There are 40 active volcanoes there. Well, at least part of the state has thermal heat. I don’t know about you, but I am feeling warmer already.
- The land area of Alaska is 586,412 square miles. Well, Daphne is right about one thing – there is plenty of open space there. Four hundred and twenty-five Rhode Islands could fit inside the territory.
- The length of the Alaska coastline is 6640 miles. Russia is only 120 miles away. I wonder if a passport is required to take that short jaunt to Siberia.
- Alaska’s Yukon River is 1980 miles long making it the 3rd longest river in the US.
- On the bright side, no pun intended, there are 84 summer days with no sunset in northern Alaska. Okay, I will admit that is pretty awesome. 67 days without a sunrise in the northernmost Alaskan town, Barrow.
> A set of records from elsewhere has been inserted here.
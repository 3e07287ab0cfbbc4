//! The game's main screen states and transitions between them.

mod finished;
mod level_select;
mod loading;
mod playing;
mod title;

use bevy::{input::common_conditions::input_just_pressed, prelude::*};

pub use playing::{LoadLevel, PlayingLevel};

pub(super) fn plugin(app: &mut App) {
	app.init_state::<Screen>();
	app.add_event::<QueueScreenTransition>();
	app.enable_state_scoped_entities::<Screen>();

	app.add_plugins((
		loading::plugin,
		title::plugin,
		level_select::plugin,
		playing::plugin,
		finished::plugin,
	));

	app.add_systems(Update, process_enqueued_transitions);
	app.add_systems(
		Update,
		go_to_return_screen.run_if(input_just_pressed(KeyCode::Escape)),
	);
}

fn go_to_return_screen(
	current_screen: Res<State<Screen>>,
	mut next_screen: EventWriter<QueueScreenTransition>,
) {
	if let Some(next) = current_screen.return_screen() {
		next_screen.write(QueueScreenTransition(next));
	}
}

fn process_enqueued_transitions(
	mut in_events: EventReader<QueueScreenTransition>,
	mut state: ResMut<NextState<Screen>>,
) {
	// Only the last request of a frame counts
	if let Some(QueueScreenTransition(next)) = in_events.read().last() {
		state.set(*next);
	}
}

/// Request to change the screen at the end of the frame
#[derive(Event, PartialEq, Eq, Clone, Copy, Debug)]
pub struct QueueScreenTransition(pub Screen);

/// The game's main screen states.
/// # To change a screenstate, `write` a [`QueueScreenTransition`] instead
#[derive(States, Debug, Hash, PartialEq, Eq, Clone, Copy, Default)]
pub enum Screen {
	#[default]
	Loading,
	Title,
	LevelSelect,
	/// Playing the level with the given index in the [`crate::game::level::registry::LevelRegistry`]
	Playing(usize),
	/// Every level has been solved
	Finished,
}

impl Screen {
	/// Which screen should we return to
	fn return_screen(self) -> Option<Self> {
		match self {
			Self::LevelSelect | Self::Finished => Some(Self::Title),
			Self::Playing(_) => Some(Self::LevelSelect),
			_ => None,
		}
	}
}

#[cfg(test)]
mod test {
	use super::*;

	#[test]
	fn escape_leads_back_to_menus() {
		assert_eq!(Screen::Playing(4).return_screen(), Some(Screen::LevelSelect));
		assert_eq!(Screen::LevelSelect.return_screen(), Some(Screen::Title));
		assert_eq!(Screen::Finished.return_screen(), Some(Screen::Title));
		assert_eq!(Screen::Title.return_screen(), None);
		assert_eq!(Screen::Loading.return_screen(), None);
	}
}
As Pink Floyd said, “See you on the dark side of the moon!”
In case I decide to traipse across the Kodiak Archipelago in my snowshoes (I wonder what size snowshoe I would wear.) I will need to steer clear of the 3500 Kodiak bears who live there. Kodiaks are one of the 2 largest bears in the world. The average weight of the male Kodiak is between 600 and 900 pounds. If I am blessed to escape their claws and jaws, I will could be eaten by their cousins, the polar bears. Polar bears are the other biggest bears in the world All right there in Alaska. Who knew?
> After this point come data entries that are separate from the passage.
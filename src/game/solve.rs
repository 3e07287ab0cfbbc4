//! Playback of the animations that accompany a solved level

use std::time::Duration;

use bevy::prelude::*;

use super::{
	animation::{ControllerId, SolveAnimator},
	events::SolveSequenceFinished,
};
use crate::AppSet;

pub(super) fn plugin(app: &mut App) {
	app.register_type::<SolveTiming>();
	app.init_resource::<SolveTiming>();
	app.add_systems(
		Update,
		(
			tick_solve_sequences.in_set(AppSet::TickTimers),
			finish_solve_sequences.in_set(AppSet::GameLogic),
		),
	);
}

/// Timing of solve sequences
#[derive(Resource, Debug, Clone, Copy, Reflect)]
#[reflect(Resource)]
pub struct SolveTiming {
	/// How long to wait after all solve animations have been triggered
	/// before the sequence counts as finished.
	/// This is not derived from the lengths of the triggered clips.
	pub post_solve_wait: Duration,
}

impl Default for SolveTiming {
	fn default() -> Self {
		Self {
			post_solve_wait: Duration::from_secs(2),
		}
	}
}

/// Lifecycle of a [`SolveSequencePlayer`]
#[derive(Clone, Copy, Debug, PartialEq, Eq, Default)]
pub enum PlaybackState {
	#[default]
	Idle,
	/// Triggers are being fired
	Playing,
	/// All triggers have been fired, waiting for the animations to play out
	Waiting,
	/// Completion has been signalled
	Done,
}

/// A solve step whose controller has been looked up in the animation library
#[derive(Clone, Debug, PartialEq, Eq)]
pub struct ResolvedStep {
	pub controller: Option<ControllerId>,
	pub trigger: String,
}

/// Reason a solve step could not be played
#[derive(Clone, Copy, Debug, PartialEq, Eq)]
pub enum StepUnresolvable {
	MissingController,
	MissingTrigger,
	MissingTarget,
	MissingAnimator(Entity),
}

impl std::error::Error for StepUnresolvable {}

impl std::fmt::Display for StepUnresolvable {
	fn fmt(&self, f: &mut std::fmt::Formatter<'_>) -> std::fmt::Result {
		match self {
			Self::MissingController => f.write_str("animation controller is missing"),
			Self::MissingTrigger => f.write_str("trigger name is missing"),
			Self::MissingTarget => f.write_str("target object is missing"),
			Self::MissingAnimator(entity) => write!(f, "animator not found on {entity}"),
		}
	}
}

/// Plays the solve steps of a level once, then signals
/// [`SolveSequenceFinished`] on its own entity after a fixed wait.
///
/// Dropping the player (by despawning its entity) during the wait
/// means the completion is never signalled.
#[derive(Component, Debug, Clone)]
pub struct SolveSequencePlayer {
	state: PlaybackState,
	wait: Timer,
}

impl SolveSequencePlayer {
	pub fn new(wait: Duration) -> Self {
		Self {
			state: PlaybackState::Idle,
			wait: Timer::new(wait, TimerMode::Once),
		}
	}

	pub fn state(&self) -> PlaybackState {
		self.state
	}

	/// Fires the trigger of each step on the animator of the target with the same index.
	///
	/// Only as many steps as there are targets are played (and vice versa).
	/// Steps that cannot be resolved are skipped with a warning.
	/// Returns the number of triggers that were fired.
	pub fn play(
		&mut self,
		steps: &[ResolvedStep],
		targets: &[Option<Entity>],
		animators: &mut Query<&mut SolveAnimator>,
	) -> usize {
		if self.state != PlaybackState::Idle {
			warn!("Solve sequence has already been played.");
			return 0;
		}
		self.state = PlaybackState::Playing;
		let mut fired = 0;
		for (i, (step, target)) in steps.iter().zip(targets).enumerate() {
			match issue_step(step, *target, animators) {
				Ok(()) => fired += 1,
				Err(reason) => warn!("Skipping solve step {i}: {reason}."),
			}
		}
		self.state = PlaybackState::Waiting;
		self.wait.reset();
		fired
	}

	/// Advances the wait, players that are not waiting are left alone
	pub fn tick(&mut self, delta: Duration) {
		if self.state == PlaybackState::Waiting {
			self.wait.tick(delta);
		}
	}

	/// Moves the player to [`PlaybackState::Done`] once the wait is over.
	/// Returns `true` exactly once, when that happens.
	pub fn finish(&mut self) -> bool {
		if self.state != PlaybackState::Waiting || !self.wait.finished() {
			return false;
		}
		self.state = PlaybackState::Done;
		true
	}
}

fn issue_step(
	step: &ResolvedStep,
	target: Option<Entity>,
	animators: &mut Query<&mut SolveAnimator>,
) -> Result<(), StepUnresolvable> {
	let controller = step.controller.ok_or(StepUnresolvable::MissingController)?;
	if step.trigger.is_empty() {
		return Err(StepUnresolvable::MissingTrigger);
	}
	let target = target.ok_or(StepUnresolvable::MissingTarget)?;
	let mut animator = animators
		.get_mut(target)
		.map_err(|_| StepUnresolvable::MissingAnimator(target))?;
	if animator.controller() != Some(controller) {
		animator.set_controller(controller);
	}
	animator.set_trigger(&step.trigger);
	Ok(())
}

fn tick_solve_sequences(mut query: Query<&mut SolveSequencePlayer>, time: Res<Time>) {
	for mut player in &mut query {
		player.tick(time.delta());
	}
}

fn finish_solve_sequences(
	mut query: Query<(Entity, &mut SolveSequencePlayer)>,
	mut commands: Commands,
) {
	for (entity, mut player) in &mut query {
		if player.finish() {
			commands.trigger_targets(SolveSequenceFinished, entity);
		}
	}
}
Remember, I will still need to be working when I am 95. So when I am older and have a big dowager’s hump, I may experience some difficulty getting to work considering that only 20% of Alaska’s roads are paved. 20% is nothing in an area of 586,412 square miles. But if I were a true Alaskan I would be like the other adventurous souls who live there and travel on roads of ice that form across rivers and the ground. Sounds like a quick trip. Ha! And, hey, wouldn’t it be a hoot to watch this old lady put snow chains on the tires of a tiny sports car in a blizzard. Now there’s some adventure to be had. Maybe I will have to invest in a snow mobile, one that converts into a jet ski in case the ice bridge cracks and I end up in the Yukon River. Uh huh. In case I need to go to the capital city of Juneau, I’ll need to hitch a ride on a boat or airplane.
Now Alaska has one good thing going for it. Dawn, my friend, listen to this little tidbit of hope. The percentage of the population that is male is 52.4% That is higher than any other state in the good old US of A. (I do wonder how this compares to Siberia.) So if we go to Alaska, Daphne and I, and you, too, Dawn, may just find men with whom we can share our lives. I will admit to being a bit worried, though. Have you watched all those shows about Alaska? Well, I have, and I have to tell you, those men scare me. On one show, one of the slummocking backwoodsmen was trying to hook up water for a tub. Well, I guess he was making the effort to be clean. The other guys are either trying to fish or hunt deer. Fishing, okay. Just don’t come back home smelling like a dead fish. And deer hunters… No can do. I can’t deal with someone who shoots Bambi’s mother. Then brings it home, skins it, expecting me to cook it. Plus, I am pretty certain that there will be a new antler rack hanging over the fire place? If something is going to be hanging over my fireplace, it is not going to be something that was alive at one time.
So, see Daphne. Even when there is something positive like extra men hanging around, it doesn’t work for me. Some folks can handle big adventure on the Final Frontier, but I think I’d like something tamer. So what do you say to losing that 100 pounds and keeping it off, and we move somewhere milder like Oregon, Washington, or the Blue Grass State, Tennessee? My knees would thank you and so would my sanity.
PS – Dawn, if I find any suitable spare men in those locations I will definitely call you up.